In order to detect the presence of nearby females, the male silk moth utilizes an oily coating on his antennae. Any female pheromone molecules that are in the air will stick to that coating, which then guides them through nanotunnels in the insect's exoskeleton, and ultimately to nerve cells that alert Mr. Moth to the fact that there are ladies in the area. It's a clever enough system that scientists from the University of Michigan have copied it, in hopes of better understanding neurodegenerative diseases such as Alzheimer's.

Michael Mayer, an associate professor in U Michigan's departments of Biomedical Engineering and Chemical Engineering, is interested in proteins known as amyloid-beta peptides. It is thought that when they coagulate into fibers, they can adversely affect the brain.

In order to study the size and shape of these fibers, Mayer and his team created a "fluid lipid bilayer," their own version of the moth's oily substance. Instead of going on a bug's antennae, however, the bilayer is applied to a silicon chip that has a microscopic nanopore drilled through it. That chip is placed between two chambers of salt water, one of which then has peptides added to it. An electrical current is subsequently applied to the nanopore. Peptide molecules bond with the oily coating and are guided through the nanopore, altering its electrical resistance in the process. By analyzing these changes, observers can determine things such as the size, electrical charge and shape of the molecules.
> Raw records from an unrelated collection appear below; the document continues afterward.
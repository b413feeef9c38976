//! Identifier escaping.
//!
//! Names are written segment by segment: `schema.table` becomes
//! `"schema"."table"` with each part escaped on its own and the separator left
//! bare. The closing quote character is doubled inside a segment, so any text
//! can be used as a name without breaking out of the quotes.

use serde::{Deserialize, Serialize};

/// How a dialect quotes identifiers.
#[derive(Debug, Clone, Copy, PartialEq, Eq, Default, Serialize, Deserialize)]
#[serde(rename_all = "snake_case")]
pub enum NameQuote {
    /// Write names verbatim.
    None,
    /// `"name"` (ANSI, PostgreSQL, SQLite, Oracle).
    #[default]
    Double,
    /// `[name]` (SQL Server).
    Bracket,
    /// `` `name` `` (MySQL).
    Backtick,
}

impl NameQuote {
    fn delimiters(self) -> Option<(char, char)> {
        match self {
            NameQuote::None => None,
            NameQuote::Double => Some(('"', '"')),
            NameQuote::Bracket => Some(('[', ']')),
            NameQuote::Backtick => Some(('`', '`')),
        }
    }

    /// Write a possibly dotted name, escaping every segment.
    pub(crate) fn write_name(self, name: &str, out: &mut String) {
        for (i, part) in name.split('.').enumerate() {
            if i > 0 {
                out.push('.');
            }
            self.write_part(part, out);
        }
    }

    /// Write a single segment, even if it contains a dot.
    pub(crate) fn write_part(self, part: &str, out: &mut String) {
        let Some((open, close)) = self.delimiters() else {
            out.push_str(part);
            return;
        };
        if part == "*" {
            out.push('*');
            return;
        }
        out.push(open);
        for ch in part.chars() {
            if ch == close {
                out.push(close);
            }
            out.push(ch);
        }
        out.push(close);
    }

    /// Escape a name into a new string.
    pub fn escape(self, name: &str) -> String {
        let mut out = String::with_capacity(name.len() + 2);
        self.write_name(name, &mut out);
        out
    }
}

#[cfg(test)]
mod tests {
    use super::*;

    #[test]
    fn quote_simple() {
        assert_eq!(NameQuote::Double.escape("users"), r#""users""#);
        assert_eq!(NameQuote::Bracket.escape("users"), "[users]");
        assert_eq!(NameQuote::Backtick.escape("users"), "`users`");
        assert_eq!(NameQuote::None.escape("users"), "users");
    }

    #[test]
    fn quote_dotted_segments_independently() {
        assert_eq!(NameQuote::Double.escape("dbo.users"), r#""dbo"."users""#);
        assert_eq!(NameQuote::Bracket.escape("a.b.c"), "[a].[b].[c]");
    }

    #[test]
    fn quote_escapes_closing_char() {
        assert_eq!(NameQuote::Double.escape(r#"has"quote"#), r#""has""quote""#);
        assert_eq!(NameQuote::Bracket.escape("a]b"), "[a]]b]");
    }

    #[test]
    fn star_is_never_quoted() {
        assert_eq!(NameQuote::Double.escape("u.*"), r#""u".*"#);
    }

    #[test]
    fn write_part_keeps_dots() {
        let mut out = String::new();
        NameQuote::Double.write_part("a.b", &mut out);
        assert_eq!(out, r#""a.b""#);
    }
}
"Existing techniques don't allow you to monitor the process very well. We wanted to see the clumping of these peptides using nanopores, but every time we tried it, the pores clogged up," Mayer said. "Then we made this coating, and now our idea works ... This could help us possibly diagnose and understand what is going wrong in a category of neurodegenerative disease that includes Parkinson's, Huntington's and Alzheimer's."

The research was recently published in the journal Nature Nanotechnology.

This isn't the first time that scientists have looked to moths and their kin for bright ideas. German researchers recently created an antireflective coating for solar panels that work on the same principles as moth eyes, while butterfly wings were the inspiration behind anticounterfeiting technology developed last year in the UK.